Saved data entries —
--------------------------------

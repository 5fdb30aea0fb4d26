//! Output module for crawl reports and summaries
//!
//! This module handles:
//! - Writing the crawl report (or lookup outcomes) as a JSON document
//! - Printing human-readable summaries to stdout

mod report;
mod summary;

pub use report::{write_report, ReportDocument};
pub use summary::{print_crawl_summary, print_lookup_summary};

use thiserror::Error;

/// Errors raised while writing output
#[derive(Debug, Error)]
pub enum OutputError {
    #[error("Failed to serialize report: {0}")]
    Serialize(#[from] serde_json::Error),

    #[error("IO error: {0}")]
    Io(#[from] std::io::Error),
}

/// Result type for output operations
pub type OutputResult<T> = Result<T, OutputError>;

--------------------------------

Your goal — Go through the records and gather the lines that hold "Result".

Problem solution —
/// Result type for output operations
pub type OutputResult<T> = Result<T, OutputError>;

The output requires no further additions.